If you think you know it all and can only pass on information, you are not really that valuable a contributor, because you are probably working hard and cleverly on the wrong problem altogether.

There is always something to learn by active listening. You get more out of conversation that way; appreciation, and knowledge, cumulatively.

Comment Google just indexes what's out there (Score 1) 180

The most that a court should be able to do is ask Google not to continue caching content that has actually been removed from the various other Interweb servers by court order.

This is like arresting the person who points directions to the brothel to a tourist.

Sounds like the kind of overreaching and arbitrary judicial decision you might find in say, a country run by CENSORED-BY-GODWIN.

Comment Re:I think this is 'feel-good' BS (Score 1) 108

The market may provide the most cost-effective workable solutions, but if we define the problem as "stop contributing to global warming, humanity" it is pretty clear that governments have to set a significant and growing price on carbon, then we can let the market sort out the solutions.

Right now, the market provides no incentive to solve this problem.

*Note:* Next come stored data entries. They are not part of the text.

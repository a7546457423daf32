//! Selection modes: pluggable strategies that pick a trial key per call.
//!
//! - [`SelectionModeProvider`]: the strategy contract
//! - [`SelectionModeRegistry`]: lookup of providers by mode identifier
//! - [`BooleanFlagProvider`], [`ConfigurationValueProvider`], [`RandomProvider`]:
//!   built-in strategies

pub mod boolean_flag;
pub mod configuration;
pub mod random;
pub mod registry;

pub use boolean_flag::BooleanFlagProvider;
pub use configuration::ConfigurationValueProvider;
pub use random::RandomProvider;
pub use registry::SelectionModeRegistry;

use async_trait::async_trait;

use crate::error::SelectionError;
use crate::registration::TrialRegistration;
use crate::types::ServiceType;

/// Well-known mode identifiers for the built-in strategies.
pub mod modes {
    pub const BOOLEAN_FLAG: &str = "boolean-flag";
    pub const CONFIGURATION_VALUE: &str = "configuration-value";
    pub const RANDOM: &str = "random";
}

/// What a selection mode can see about the call it is choosing for.
#[derive(Debug, Clone, Copy)]
pub struct SelectionContext<'a> {
    registration: &'a TrialRegistration,
    method_name: &'static str,
}

impl<'a> SelectionContext<'a> {
    #[must_use]
    pub fn new(registration: &'a TrialRegistration, method_name: &'static str) -> Self {
        Self {
            registration,
            method_name,
        }
    }

    #[must_use]
    pub fn service_type(&self) -> &'a ServiceType {
        self.registration.service_type()
    }

    #[must_use]
    pub fn method_name(&self) -> &'static str {
        self.method_name
    }

    /// Flag name, configuration path, or whatever the mode looks up.
    #[must_use]
    pub fn selector_name(&self) -> &'a str {
        self.registration.selector_name()
    }

    #[must_use]
    pub fn default_key(&self) -> &'a str {
        self.registration.default_key()
    }

    /// Trial keys in registration order.
    #[must_use]
    pub fn candidate_keys(&self) -> &'a [String] {
        self.registration.keys()
    }

    #[must_use]
    pub fn is_candidate(&self, key: &str) -> bool {
        self.registration.contains_key(key)
    }
}

/// Strategy that maps a call to a trial key.
///
/// `Ok(None)` means "no opinion" and, like any `Err`, resolves to the default key.
/// Returning a key outside the candidates is also treated as no opinion.
/// Implementations are shared across concurrent calls.
#[async_trait]
pub trait SelectionModeProvider: Send + Sync {
    async fn select_key(&self, ctx: &SelectionContext<'_>) -> Result<Option<String>, SelectionError>;
}
//! Error taxonomy shared by the registration model and the routing engine.
//!
//! - [`RegistrationError`]: a trial registration violates an invariant (construction time)
//! - [`SelectionError`]: a selection mode could not produce a key (never surfaced)
//! - [`ResolveError`]: the scoped resolver could not build an implementation
//! - [`RoutingError`]: failures raised by the engine or a decorator rather than by
//!   the implementation itself
//! - [`InvocationFailure`]: what flows through the decorator pipeline and the
//!   fallback machinery

use std::error::Error as StdError;

/// Type-erased error carried through the pipeline.
pub type BoxError = Box<dyn StdError + Send + Sync + 'static>;

/// A trial registration that cannot be used.
#[derive(Debug, Clone, PartialEq, Eq, thiserror::Error)]
pub enum RegistrationError {
    #[error("trial for `{service_type}` has no implementations")]
    EmptyTrials { service_type: String },
    #[error("trial keys must not be empty")]
    EmptyKey,
    #[error("trial key `{key}` is registered more than once")]
    DuplicateKey { key: String },
    #[error("trial for `{service_type}` has no default key")]
    MissingDefaultKey { service_type: String },
    #[error("default key `{key}` is not one of the trial keys")]
    UnknownDefaultKey { key: String },
    #[error("fallback key `{key}` is not one of the trial keys")]
    UnknownFallbackKey { key: String },
    #[error("ordered fallback policy needs at least one key")]
    EmptyFallbackList,
    #[error("timeout fallback key `{key}` is not one of the trial keys")]
    UnknownTimeoutFallbackKey { key: String },
    #[error("timeout must be greater than zero")]
    ZeroTimeout,
    #[error("activation window starts ({start_ms}) after it ends ({end_ms})")]
    InvertedWindow { start_ms: u64, end_ms: u64 },
}

/// Why a selection mode could not produce a key.
///
/// Selection failures are resolved to the default key by the proxy and only
/// ever show up in logs.
#[derive(Debug, thiserror::Error)]
pub enum SelectionError {
    #[error("no selection mode registered as `{mode}`")]
    UnknownMode { mode: String },
    #[error("flag `{flag}` is not defined")]
    FlagUndefined { flag: String },
    #[error("no configuration value at `{path}`")]
    ValueMissing { path: String },
    #[error("configuration value at `{path}` cannot be used as a key")]
    UnsupportedValue { path: String },
    #[error("selection source failed: {0}")]
    Source(#[from] anyhow::Error),
}

/// Failure to acquire an implementation instance from a scope.
#[derive(Debug, Clone, PartialEq, Eq, thiserror::Error)]
pub enum ResolveError {
    #[error("no implementation registered as `{implementation}`")]
    Unregistered { implementation: String },
    #[error("failed to construct `{implementation}`: {reason}")]
    Construction {
        implementation: String,
        reason: String,
    },
    #[error("scope already disposed")]
    Disposed,
}

/// Failures raised by the routing engine or a decorator.
///
/// Routed interfaces declare an error type `E: From<RoutingError>` so these can
/// reach the caller through the interface's own signature.
#[derive(Debug, thiserror::Error)]
pub enum RoutingError {
    #[error("attempt on `{key}` timed out after {timeout_ms}ms")]
    Timeout { key: String, timeout_ms: u64 },
    #[error("circuit open for `{service_type}` key `{key}`")]
    CircuitOpen { service_type: String, key: String },
    #[error("invocation rejected: concurrency limit reached")]
    Overloaded,
    #[error("invocation cancelled")]
    Cancelled,
    #[error("failed to resolve implementation for key `{key}`")]
    Resolution {
        key: String,
        #[source]
        source: ResolveError,
    },
    #[error("result for `{method}` has an unexpected type")]
    ResultShape { method: String },
    #[error("decorator failure: {0}")]
    Decorator(#[from] anyhow::Error),
    #[error("unrecognized implementation failure: {0}")]
    Unrecognized(#[source] BoxError),
}

/// A failed attempt as seen by decorators and the fallback machinery.
#[derive(Debug, thiserror::Error)]
pub enum InvocationFailure {
    /// The implementation itself returned an error.
    #[error(transparent)]
    Implementation(BoxError),
    /// The engine or a decorator failed the attempt.
    #[error(transparent)]
    Routing(#[from] RoutingError),
}

impl InvocationFailure {
    /// Wraps an implementation error so it can be restored verbatim later.
    pub fn implementation<E>(error: E) -> Self
    where
        E: StdError + Send + Sync + 'static,
    {
        Self::Implementation(Box::new(error))
    }

    #[must_use]
    pub fn is_timeout(&self) -> bool {
        matches!(self, Self::Routing(RoutingError::Timeout { .. }))
    }

    #[must_use]
    pub fn is_cancelled(&self) -> bool {
        matches!(self, Self::Routing(RoutingError::Cancelled))
    }

    /// Short label for logs and metrics.
    #[must_use]
    pub fn kind(&self) -> &'static str {
        match self {
            Self::Implementation(_) => "implementation",
            Self::Routing(RoutingError::Timeout { .. }) => "timeout",
            Self::Routing(RoutingError::CircuitOpen { .. }) => "circuit_open",
            Self::Routing(RoutingError::Overloaded) => "overloaded",
            Self::Routing(RoutingError::Cancelled) => "cancelled",
            Self::Routing(RoutingError::Resolution { .. }) => "resolution",
            Self::Routing(RoutingError::ResultShape { .. }) => "result_shape",
            Self::Routing(RoutingError::Decorator(_)) => "decorator",
            Self::Routing(RoutingError::Unrecognized(_)) => "unrecognized",
        }
    }

    /// Converts the failure into the routed interface's error type.
    ///
    /// Implementation errors of type `E` come back unchanged, so a caller sees
    /// exactly what the implementation returned.
    pub fn into_caller_error<E>(self) -> E
    where
        E: StdError + From<RoutingError> + 'static,
    {
        match self {
            Self::Implementation(error) => match error.downcast::<E>() {
                Ok(original) => *original,
                Err(other) => E::from(RoutingError::Unrecognized(other)),
            },
            Self::Routing(error) => E::from(error),
        }
    }
}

The market seems generally to be unable to look ahead further than a decade, and the fossil-carbon-based energy economy emissions problem is a multi-hundred-year debt being accrued by us.

Only the insurance industry seems to be starting to price in global warming into the cost of insurance, but that industry is too small a piece of the global economy as a whole (and the market as a whole) to turn the steering wheel of the entire economy. By the time the market reacts to this problem, it will be way too late, and the market will no doubt shift to how make profit off the various economic, health, and warfare disasters that ensue from global warming, fresh water scarcity, and widespread crop failure.

Comment This will not reduce greenhouse gas emissions (Score 2) 108

In the short term, the Microsoft report is about natural-gas fuelled fuel cells.
New analyses are showing natural gas to be about equal to coal in CO2-equivalent greenhouse gas emissions per amount of energy output.
The reasons are basically two-fold. One, there is a lot of gas escape and energy usage during the extraction and transport of natural gas, and two, natural gas is methane, which when it escapes into the atmosphere is 20-30 times worse in greenhouse warming effect than CO2 over a 100 year lifecycle in the atmosphere.

Now if microsoft was talking about putting in really large fields of PV or solar thermal electricity generators around each data center, and generating the hydrogen from water, then that would reduce greenhouse gas emissions, but then in that case, is hydrogen the best energy storage medium for a solar data center? Maybe molten salt (heat storage) or compressed air or underground pumped hydro or sodium-sulfur batteries would be better than compressed or liquid hydrogen.